» **BRIEF**
The answer must consist of each line below that contains the string "bytes".

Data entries
//! Display collaborator: push composed pixel rows to a sink.
//!
//! [`LinuxFramebuffer`] writes straight to a framebuffer device. The stride
//! (`line_length`) is in bytes, not pixels, and panning offsets from the
//! variable screen info are honored.

use std::fs::{File, OpenOptions};
use std::os::fd::AsRawFd;
use std::os::unix::fs::FileExt;
use std::path::{Path, PathBuf};

use log::info;
use thiserror::Error;

#[derive(Debug, Error)]
pub enum DisplayError {
    #[error("{path}: {source}")]
    Open {
        path: PathBuf,
        #[source]
        source: std::io::Error,
    },
    #[error("{path}: ioctl failed: {source}")]
    Ioctl {
        path: PathBuf,
        #[source]
        source: std::io::Error,
    },
    #[error("display is {bpp} bits per pixel, need 32")]
    FormatMismatch { bpp: u32 },
    #[error(transparent)]
    Io(#[from] std::io::Error),
}

/// A fixed-size grid of pixels that accepts one row at a time.
pub trait Display {
    fn rows(&self) -> usize;
    fn cols(&self) -> usize;
    /// Write `pixels` (`0x00RRGGBB`) at `(row, start_col)`.
    fn push_row(&mut self, row: usize, start_col: usize, pixels: &[u32]) -> Result<(), DisplayError>;
}

const FBIOGET_VSCREENINFO: libc::c_ulong = 0x4600;
const FBIOGET_FSCREENINFO: libc::c_ulong = 0x4602;

#[repr(C)]
#[derive(Clone, Copy, Default)]
struct FbBitfield {
    offset: u32,
    length: u32,
    msb_right: u32,
}

#[repr(C)]
#[derive(Clone, Copy, Default)]
struct FbVarScreeninfo {
    xres: u32,
    yres: u32,
    xres_virtual: u32,
    yres_virtual: u32,
    xoffset: u32,
    yoffset: u32,
    bits_per_pixel: u32,
    grayscale: u32,
    red: FbBitfield,
    green: FbBitfield,
    blue: FbBitfield,
    transp: FbBitfield,
    nonstd: u32,
    activate: u32,
    height: u32,
    width: u32,
    accel_flags: u32,
    pixclock: u32,
    left_margin: u32,
    right_margin: u32,
    upper_margin: u32,
    lower_margin: u32,
    hsync_len: u32,
    vsync_len: u32,
    sync: u32,
    vmode: u32,
    rotate: u32,
    colorspace: u32,
    reserved: [u32; 4],
}

#[repr(C)]
#[derive(Clone, Copy)]
struct FbFixScreeninfo {
    id: [u8; 16],
    smem_start: libc::c_ulong,
    smem_len: u32,
    type_: u32,
    type_aux: u32,
    visual: u32,
    xpanstep: u16,
    ypanstep: u16,
    ywrapstep: u16,
    line_length: u32,
    mmio_start: libc::c_ulong,
    mmio_len: u32,
    accel: u32,
    capabilities: u16,
    reserved: [u16; 2],
}

impl Default for FbFixScreeninfo {
    fn default() -> Self {
        // [u8; 16] has no Default past 0-init; zeroed is what the ioctl wants.
        unsafe { std::mem::zeroed() }
    }
}

/// Framebuffer device display (`/dev/fb0` and friends).
pub struct LinuxFramebuffer {
    file: File,
    rows: usize,
    cols: usize,
    line_length: u32,
    xoffset: u32,
    yoffset: u32,
    red_offset: u32,
    green_offset: u32,
    blue_offset: u32,
}

impl LinuxFramebuffer {
    /// Open and probe a framebuffer device. Fails before the first pixel is
    /// written if the device is not 32 bits per pixel.
    pub fn open(path: &Path) -> Result<Self, DisplayError> {
        let file = OpenOptions::new()
            .read(true)
            .write(true)
            .open(path)
            .map_err(|source| DisplayError::Open {
                path: path.to_path_buf(),
                source,
            })?;

        let mut var = FbVarScreeninfo::default();
        let mut fix = FbFixScreeninfo::default();
        // SAFETY: fd is a valid open framebuffer device and both structs are
        // the kernel's fb_{var,fix}_screeninfo layouts.
        let rc = unsafe { libc::ioctl(file.as_raw_fd(), FBIOGET_VSCREENINFO, &mut var) };
        if rc < 0 {
            return Err(DisplayError::Ioctl {
                path: path.to_path_buf(),
                source: std::io::Error::last_os_error(),
            });
        }
        let rc = unsafe { libc::ioctl(file.as_raw_fd(), FBIOGET_FSCREENINFO, &mut fix) };
        if rc < 0 {
            return Err(DisplayError::Ioctl {
                path: path.to_path_buf(),
                source: std::io::Error::last_os_error(),
            });
        }

        if var.bits_per_pixel != 32 {
            return Err(DisplayError::FormatMismatch {
                bpp: var.bits_per_pixel,
            });
        }

        info!(
            "fb: {} {}x{} stride {} offsets r{} g{} b{}",
            path.display(),
            var.xres,
            var.yres,
            fix.line_length,
            var.red.offset,
            var.green.offset,
            var.blue.offset
        );
        Ok(Self {
            file,
            rows: var.yres as usize,
            cols: var.xres as usize,
            line_length: fix.line_length,
            xoffset: var.xoffset,
            yoffset: var.yoffset,
            red_offset: var.red.offset,
            green_offset: var.green.offset,
            blue_offset: var.blue.offset,
        })
    }

    /// Repack a `0x00RRGGBB` pixel into the device's channel layout.
    fn pack(&self, px: u32) -> u32 {
        let r = (px >> 16) & 0xff;
        let g = (px >> 8) & 0xff;
        let b = px & 0xff;
        (r << self.red_offset) | (g << self.green_offset) | (b << self.blue_offset)
    }
}

impl Display for LinuxFramebuffer {
    fn rows(&self) -> usize {
        self.rows
    }

    fn cols(&self) -> usize {
        self.cols
    }

    fn push_row(&mut self, row: usize, start_col: usize, pixels: &[u32]) -> Result<(), DisplayError> {
        if row >= self.rows {
            return Ok(());
        }
        let n = pixels.len().min(self.cols.saturating_sub(start_col));
        let mut bytes = Vec::with_capacity(n * 4);
        for &px in &pixels[..n] {
            bytes.extend_from_slice(&self.pack(px).to_ne_bytes());
        }
        let offset = (self.yoffset as u64 + row as u64) * self.line_length as u64
            + (self.xoffset as u64 + start_col as u64) * 4;
        self.file.write_all_at(&bytes, offset)?;
        Ok(())
    }
}

/// Resolve the framebuffer device path: config value, then `$FRAMEBUFFER`,
/// then `/dev/fb0`.
pub fn device_path(configured: Option<&Path>) -> PathBuf {
    if let Some(p) = configured {
        return p.to_path_buf();
    }
    std::env::var_os("FRAMEBUFFER")
        .map(PathBuf::from)
        .unwrap_or_else(|| PathBuf::from("/dev/fb0"))
}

» **RESPONSE TO THIS EXERCISE**
//! (`line_length`) is in bytes, not pixels, and panning offsets from the
        let mut bytes = Vec::with_capacity(n * 4);
            bytes.extend_from_slice(&self.pack(px).to_ne_bytes());
        self.file.write_all_at(&bytes, offset)?;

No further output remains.